Zu Ihren Spitzenzeiten sollen das Schauspielhaus pro Jahr rund 272.000 Zuschauer besucht haben. Was raten Sie einem Intendanten, der heute weit über 100.000 Besucher weniger hat?
Ich behaupte, dass man das Schauspielhaus in Bochum wieder knallvoll bekommt. Man muss ein Theater machen, von dem die Menschen unmittelbar berührt und ergriffen werden. Das müssen nicht nur Komödien und Musicals sein, auch komplexe Stoffe finden Ihr Publikum, wenn man es richtig anstellt.
„Die Bochumer wollen sich direkt angesprochen fühlen. Das ist ihr Haus, auf das sie stolz sein wollen! Darauf musste ich aufbauen.“
Andererseits sind die Möglichkeiten der Freizeitgestaltung heute völlig andere als vor 20 Jahren. Damals gab es noch kein Smartphone und kein Streaming im Wohnzimmer.

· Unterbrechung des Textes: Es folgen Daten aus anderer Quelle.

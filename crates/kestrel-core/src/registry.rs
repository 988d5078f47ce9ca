use crate::error::EngineResult;

use std::cell::RefCell;
use std::collections::HashMap;
use std::rc::{Rc, Weak};
use std::sync::atomic::{AtomicU64, Ordering};

/// Process-unique identity of a registered component.
#[derive(Debug, Clone, Copy, PartialEq, Eq, Hash, PartialOrd, Ord)]
pub struct ComponentId(u64);

static NEXT_COMPONENT_ID: AtomicU64 = AtomicU64::new(1);

impl ComponentId {
    #[inline]
    pub fn next() -> Self {
        Self(NEXT_COMPONENT_ID.fetch_add(1, Ordering::Relaxed))
    }
}

/* ============================
   Lifecycle capabilities
   ============================ */

/// Invoked once when game logic starts (reentrantly from GameLogicStart).
pub trait Startable {
    fn on_start(&mut self) -> EngineResult<()>;
}

pub trait EarlyUpdatable {
    fn on_early_update(&mut self, dt: f32) -> EngineResult<()>;
}

pub trait Updatable {
    fn on_update(&mut self, dt: f32) -> EngineResult<()>;
}

pub trait LateUpdatable {
    fn on_late_update(&mut self, dt: f32) -> EngineResult<()>;
}

/// Runs at the deterministic fixed-step cadence, possibly several times per
/// frame under load.
pub trait FixedUpdatable {
    fn on_fixed_update(&mut self, fixed_dt: f32) -> EngineResult<()>;
}

/// Render-side capability consumed by the render manager.
pub trait Camera {
    fn clear_color(&self) -> [f32; 4];

    fn enabled(&self) -> bool {
        true
    }
}

/// Render-side capability: something the backend draws each frame.
pub trait Drawable {
    fn visible(&self) -> bool {
        true
    }
}

pub type ComponentHandle<T> = Rc<RefCell<T>>;
pub type WeakHandle<T> = Weak<RefCell<T>>;

/* ============================
   Collector
   ============================ */

/// Weak-reference collection of every live component exposing one
/// capability.
///
/// The collector never owns a component: entries are weak handles, and a
/// handle whose component has been dropped is skipped at invoke time and
/// pruned lazily. A component appears at most once; add of a present id and
/// remove of an absent id are no-ops.
pub struct Collector<T: ?Sized> {
    entries: Vec<(ComponentId, WeakHandle<T>)>,
    index: HashMap<ComponentId, usize>,
}

impl<T: ?Sized> Default for Collector<T> {
    #[inline]
    fn default() -> Self {
        Self::new()
    }
}

impl<T: ?Sized> Collector<T> {
    #[inline]
    pub fn new() -> Self {
        Self {
            entries: Vec::new(),
            index: HashMap::new(),
        }
    }

    /// O(1). Returns `false` when `id` is already present.
    pub fn add(&mut self, id: ComponentId, handle: WeakHandle<T>) -> bool {
        if self.index.contains_key(&id) {
            return false;
        }
        self.index.insert(id, self.entries.len());
        self.entries.push((id, handle));
        true
    }

    /// O(1) swap-remove. Removing a non-member is a no-op.
    pub fn remove(&mut self, id: ComponentId) {
        let Some(pos) = self.index.remove(&id) else {
            return;
        };
        self.entries.swap_remove(pos);
        if let Some(&(moved_id, _)) = self.entries.get(pos) {
            self.index.insert(moved_id, pos);
        }
    }

    /// Copy of the current membership. Iterating the snapshot is immune to
    /// components detaching themselves mid-pass; they only vanish from the
    /// next snapshot.
    pub fn snapshot(&self) -> Vec<(ComponentId, WeakHandle<T>)> {
        self.entries
            .iter()
            .map(|(id, w)| (*id, w.clone()))
            .collect()
    }

    /// Drops entries whose component no longer exists.
    pub fn prune(&mut self) {
        let dead: Vec<ComponentId> = self
            .entries
            .iter()
            .filter(|(_, w)| w.strong_count() == 0)
            .map(|(id, _)| *id)
            .collect();
        for id in dead {
            self.remove(id);
        }
    }

    #[inline]
    pub fn len(&self) -> usize {
        self.entries.len()
    }

    #[inline]
    pub fn is_empty(&self) -> bool {
        self.entries.is_empty()
    }

    #[inline]
    pub fn contains(&self, id: ComponentId) -> bool {
        self.index.contains_key(&id)
    }
}

/* ============================
   Registry
   ============================ */

/// Per-capability collectors for every live component of the active scene.
///
/// Registration happens as components finish construction (during scene
/// deserialization, before SceneLoaded is sent); removal happens when a
/// component is destroyed.
#[derive(Default)]
pub struct ComponentRegistry {
    pub startable: RefCell<Collector<dyn Startable>>,
    pub early_updatable: RefCell<Collector<dyn EarlyUpdatable>>,
    pub updatable: RefCell<Collector<dyn Updatable>>,
    pub late_updatable: RefCell<Collector<dyn LateUpdatable>>,
    pub fixed_updatable: RefCell<Collector<dyn FixedUpdatable>>,

    pub cameras: RefCell<Collector<dyn Camera>>,
    pub drawables: RefCell<Collector<dyn Drawable>>,
}

impl ComponentRegistry {
    #[inline]
    pub fn new() -> Self {
        Self::default()
    }

    /// Removes `id` from every capability collector.
    pub fn remove_everywhere(&self, id: ComponentId) {
        self.startable.borrow_mut().remove(id);
        self.early_updatable.borrow_mut().remove(id);
        self.updatable.borrow_mut().remove(id);
        self.late_updatable.borrow_mut().remove(id);
        self.fixed_updatable.borrow_mut().remove(id);
        self.cameras.borrow_mut().remove(id);
        self.drawables.borrow_mut().remove(id);
    }
}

Nein, Gegenbeweis: Schaubühne Berlin, Schauspielhaus Hamburg, das Resi in München, die sind alle knallvoll. Das Bochumer Schauspielhaus befindet sich in einem der größten Ballungsräume Europas. Das Publikum kommt aus den umliegenden Städten. Die Menschen haben eine tief eingebaute Sehnsucht nach Theatralischem, das ist Teil unserer Seele. Das geht immer, wenn die Menschen Vertrauen haben.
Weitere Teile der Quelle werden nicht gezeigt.